После вербовки корыстолюбивого «Ренделла» С. М. Семенов смог «заполучить несколько образцов штаммов очищенного пенициллина», которые с соблюдением необходимых предосторожностей были отправлены в Москву.
Данных о том, когда именно штаммы доставили в СССР и что происходило с ними после прибытия, в открытых источниках нет. Есть лишь упоминания о некоей «военной лаборатории» (возможно, во Всесоюзном институте экспериментальной медицины (ВИЭМ)), где имелась продуктивная «зеленая плесень».
Зато точно известно, что в сентябре 1942 года к работам по пенициллину по поручению наркома здравоохранения СССР Г. А. Митерева подключили ведущего микробиолога ВИЭМ профессора З. В. Ермольеву. На заседании ученого совета института она ввиду чрезвычайной важности работы попросила усилить ее отдел «нужным количеством людей и выделением территории, так как работа с плесневыми грибками требует отдельной изолированной площади». Однако исследования в дальнейшем велись только ею и восьмью ее сотрудниками в условиях постоянной нехватки всего и вся. В то же самое время, согласно приходившим в Москву сведениям, только в Британии в работах по пенициллину уже участвовало несколько сот исследователей.

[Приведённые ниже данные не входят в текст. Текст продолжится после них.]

//! Shared test fixtures: a seeded in-memory cluster and canned resources

use std::collections::BTreeMap;
use std::sync::Arc;

use async_trait::async_trait;
use chrono::{DateTime, Duration, TimeZone, Utc};
use k8s_openapi::api::core::v1::{ObjectReference, Secret};
use k8s_openapi::apimachinery::pkg::api::resource::Quantity;
use k8s_openapi::ByteString;
use kube::api::ObjectMeta;
use kube::runtime::events::EventType;
use parking_lot::Mutex;
use pgaas_common::crd::{
    BackupConfiguration, BackupSpec, ChartSpec, Condition, ConditionStatus, ConnectionSecretRef,
    HelmChartStatus, HelmReleaseTemplate, MajorVersion, Parameters, PersistenceSpec,
    PostgresqlStandalone, PostgresqlStandaloneOperatorConfig,
    PostgresqlStandaloneOperatorConfigSpec, PostgresqlStandaloneSpec, PostgresqlStandaloneStatus,
    Release, ReleaseStatus, ResourceBounds, Resources, SecretRef, CONDITION_READY,
    CONDITION_SYNCED,
};
use pgaas_common::events::{EventPublisher, InstanceEvent};
use pgaas_common::store::{ObjectKey, Store};
use pgaas_common::testing::MemoryStore;
use pgaas_common::{DEFAULT_OPERATOR_NAMESPACE, FINALIZER, MAJOR_VERSION_LABEL};
use pgaas_pipeline::Context;
use rand::rngs::StdRng;
use rand::SeedableRng;
use serde_json::json;

use crate::config::fetch_operator_config;
use crate::controller::{seed_context, ControllerContext};
use crate::naming::deployment_namespace_name;

pub const SEED: u64 = 42;

pub fn now() -> DateTime<Utc> {
    Utc.with_ymd_and_hms(2024, 1, 1, 12, 0, 0).unwrap()
}

fn quantity(s: &str) -> Option<Quantity> {
    Some(Quantity(s.to_string()))
}

/// First namespace name a generator seeded with [`SEED`] draws
pub fn predicted_namespace() -> String {
    deployment_namespace_name(&mut StdRng::seed_from_u64(SEED))
}

pub fn instance() -> PostgresqlStandalone {
    let mut instance = PostgresqlStandalone::new(
        "orders",
        PostgresqlStandaloneSpec {
            parameters: Parameters {
                major_version: MajorVersion::V15,
                resources: Resources {
                    memory_limit: quantity("2Gi"),
                    storage_capacity: quantity("10Gi"),
                },
                enable_super_user: false,
            },
            backup: BackupSpec { enabled: true },
            write_connection_secret_to_ref: ConnectionSecretRef {
                name: "orders-connection".to_string(),
            },
        },
    );
    instance.metadata.namespace = Some("team-a".to_string());
    instance
}

pub fn operator_config(version: MajorVersion) -> PostgresqlStandaloneOperatorConfig {
    let mut config = PostgresqlStandaloneOperatorConfig::new(
        &format!("postgresql-{version}"),
        PostgresqlStandaloneOperatorConfigSpec {
            resource_minima: ResourceBounds {
                memory_limit: quantity("1Gi"),
                storage_capacity: quantity("5Gi"),
            },
            resource_maxima: ResourceBounds {
                memory_limit: quantity("8Gi"),
                storage_capacity: quantity("100Gi"),
            },
            helm_release_template: HelmReleaseTemplate {
                chart: ChartSpec {
                    repository: "https://charts.bitnami.com/bitnami".to_string(),
                    name: "postgresql".to_string(),
                    version: "12.1.6".to_string(),
                },
                values: json!({"image": {"registry": "docker.io", "tag": "15.3.0"}})
                    .as_object()
                    .cloned()
                    .unwrap(),
            },
            helm_releases: Vec::new(),
            helm_provider_config_reference: "helm-provider".to_string(),
            persistence: PersistenceSpec {
                storage_class_name: Some("ssd".to_string()),
                access_modes: Vec::new(),
            },
            backup_configuration: BackupConfiguration {
                s3_bucket_secret: SecretRef {
                    name: "bucket-credentials".to_string(),
                },
            },
        },
    );
    config.metadata.namespace = Some(DEFAULT_OPERATOR_NAMESPACE.to_string());
    config.metadata.labels = Some(BTreeMap::from([(
        MAJOR_VERSION_LABEL.to_string(),
        version.to_string(),
    )]));
    config
}

/// Event sink remembering what was published
#[derive(Default)]
pub struct RecordingEvents {
    published: Mutex<Vec<(EventType, String)>>,
}

impl RecordingEvents {
    /// Reasons of every published event, oldest first
    pub fn reasons(&self) -> Vec<String> {
        self.published.lock().iter().map(|(_, r)| r.clone()).collect()
    }

    /// Reasons of the published Warning events
    pub fn warnings(&self) -> Vec<String> {
        self.published
            .lock()
            .iter()
            .filter(|(t, _)| *t == EventType::Warning)
            .map(|(_, r)| r.clone())
            .collect()
    }
}

#[async_trait]
impl EventPublisher for RecordingEvents {
    async fn publish(&self, _instance_ref: &ObjectReference, event: InstanceEvent) {
        self.published
            .lock()
            .push((event.type_(), event.reason().to_string()));
    }
}

/// In-memory cluster holding the operator config and one instance
pub struct Harness {
    pub memory: Arc<MemoryStore>,
    pub store: Store,
    pub events: Arc<RecordingEvents>,
    clock: Arc<Mutex<DateTime<Utc>>>,
}

impl Harness {
    /// Empty cluster
    pub fn empty() -> Self {
        let memory = Arc::new(MemoryStore::new());
        Self {
            store: Store::new(memory.clone()),
            memory,
            events: Arc::new(RecordingEvents::default()),
            clock: Arc::new(Mutex::new(now())),
        }
    }

    /// Operator config for v15 and a fresh instance
    pub fn new() -> Self {
        let harness = Self::empty();
        harness.memory.seed(&operator_config(MajorVersion::V15));
        harness.memory.seed(&instance());
        harness
    }

    /// Instance with finalizer and deployment namespace already assigned
    pub fn provisioned() -> Self {
        let harness = Self::empty();
        harness.memory.seed(&operator_config(MajorVersion::V15));
        let mut provisioned = instance();
        provisioned.metadata.finalizers = Some(vec![FINALIZER.to_string()]);
        provisioned.status = Some(PostgresqlStandaloneStatus {
            helm_chart: Some(HelmChartStatus {
                deployment_namespace: predicted_namespace(),
                ..Default::default()
            }),
            ..Default::default()
        });
        harness.memory.seed(&provisioned);
        harness
    }

    /// Instance reconciled to Ready, with the operation log cleared
    pub async fn ready() -> Self {
        let harness = Self::new();
        harness.seed_bucket_secret();
        let ctx = harness.controller_context();
        crate::reconcile(Arc::new(harness.instance()), ctx.clone())
            .await
            .unwrap();
        harness.mark_release_ready(harness.now());
        crate::reconcile(Arc::new(harness.instance()), ctx).await.unwrap();
        assert!(harness.instance().status.unwrap().is_ready());
        harness.memory.clear_operations();
        harness
    }

    pub fn now(&self) -> DateTime<Utc> {
        *self.clock.lock()
    }

    /// Move the controller clock forward
    pub fn advance(&self, by: Duration) {
        *self.clock.lock() += by;
    }

    pub fn instance(&self) -> PostgresqlStandalone {
        self.memory
            .object(&ObjectKey::namespaced("team-a", "orders"))
            .expect("instance is stored")
    }

    /// Assigned deployment namespace, or the one the next assignment draws
    pub fn deployment_namespace(&self) -> String {
        self.memory
            .object::<PostgresqlStandalone>(&ObjectKey::namespaced("team-a", "orders"))
            .and_then(|i| i.deployment_namespace().map(str::to_string))
            .unwrap_or_else(predicted_namespace)
    }

    /// Controller context over this cluster with a freshly seeded generator
    pub fn controller_context(&self) -> Arc<ControllerContext> {
        let clock = self.clock.clone();
        Arc::new(
            ControllerContext::builder(self.store.clone())
                .events(self.events.clone())
                .seed(SEED)
                .clock(Arc::new(move || *clock.lock()))
                .build(),
        )
    }

    /// Pipeline context as the controller would seed it
    pub fn context(&self) -> Context {
        seed_context(&self.instance(), &self.controller_context())
    }

    /// [`Harness::context`] with the operator config already fetched
    pub async fn configured_context(&self) -> Context {
        let mut ctx = self.context();
        fetch_operator_config(&mut ctx).await.unwrap();
        ctx
    }

    /// Bucket secret the platform provisions into the deployment namespace
    pub fn seed_bucket_secret(&self) {
        let data = [
            ("endpoint", "https://objects.example.com"),
            ("bucket", "orders-backups"),
            ("AWS_ACCESS_KEY_ID", "access"),
            ("AWS_SECRET_ACCESS_KEY", "secret"),
        ];
        self.memory.seed(&Secret {
            metadata: ObjectMeta {
                name: Some("bucket-credentials".to_string()),
                namespace: Some(self.deployment_namespace()),
                ..Default::default()
            },
            data: Some(
                data.iter()
                    .map(|(k, v)| (k.to_string(), ByteString(v.as_bytes().to_vec())))
                    .collect(),
            ),
            ..Default::default()
        });
    }

    /// Report the release Synced and Ready as of `at`
    pub fn mark_release_ready(&self, at: DateTime<Utc>) {
        let mut release: Release = self
            .memory
            .object(&ObjectKey::cluster(self.deployment_namespace()))
            .expect("release is stored");
        release.status = Some(ReleaseStatus {
            conditions: vec![
                Condition::new(CONDITION_SYNCED, ConditionStatus::True, "ReconcileSuccess", "", at),
                Condition::new(CONDITION_READY, ConditionStatus::True, "Available", "", at),
            ],
        });
        self.memory.seed(&release);
    }
}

Чем именно объяснялось подобное отношение к работе отдела З. В. Ермольевой — общими ли проблемами военного времени, неверием высшего руководства страны в чудодейственность пенициллина или тем, что для нужд элиты его все-таки умудрялись в небольших количествах получать у союзников,— можно только предполагать. Но в начале 1943 года наступил перелом.
Сотрудник 1-го управления НКВД СССР доставил из Лондона в Москву упаковку пенициллина, как не без ехидства вспоминали ветераны госбезопасности, «для решения деликатной проблемы, возникшей у любвеобильного Лаврентия Павловича». О существе заболевания позднее, после ареста Л. П. Берии, рассказал на допросе начальник его охраны, а затем и он сам подтвердил ту же информацию:
«Я болел сифилисом в период войны, кажется в 1943 году, и прошел курс лечения».
На тот момент, как свидетельствовали многочисленные публикации, лучшего средства от триппера и сифилиса просто не существовало — «пенициллин проявлял здесь свою эффективность особенно ярко». Но, судя по заявлению жены Л. П. Берии, о болезни она узнала в 1942 году, а значит, всесильному наркому внутренних дел СССР пришлось достаточно долго ждать прибытия действенного препарата. И в советском пенициллиновом проекте началось ускорение работ.
В лаборатории З. В. Ермольевой, как утверждается в некоторых источниках, с помощью «соседней военной лаборатории» появился подходящий штамм для производства пенициллина, а вскоре прошли испытания полученного продукта на животных. Уже 20 июля 1943 года в клинике заведующего кафедрой общей хирургии 1-го Московского медицинского института профессора И. Г. Руфанова прошла первая апробация пенициллина. Применяли его и в клинике профессора Н. И. Гращенкова. Экспериментальное применение препарата было признано успешным, и 20 сентября 1943 года Фармакологический комитет Наркомздрава СССР после доклада З. В. Ермольевой дал разрешение на применение пенициллина в медицинской практике.
Одновременно Научно-исследовательскому институту эпидемиологии и гигиены Красной армии (НИИЭГ) была поставлена задача «срочно отработать технологию и наладить массовое производство пенициллина для нужд фронта». Но первоначальный оксфордский метод выращивания плесени на поверхности питательного вещества, который использовали и в ВИЭМ, и в НИИЭГ, давал сравнительно небольшой выход продукта. Кроме того, проблемой оказалось получение кристаллического пенициллина, а жидкий был гораздо менее действенным, к тому же нестабильным. И потому были предприняты попытки получить готовый пенициллин и новейшие технологии его изготовления у союзников.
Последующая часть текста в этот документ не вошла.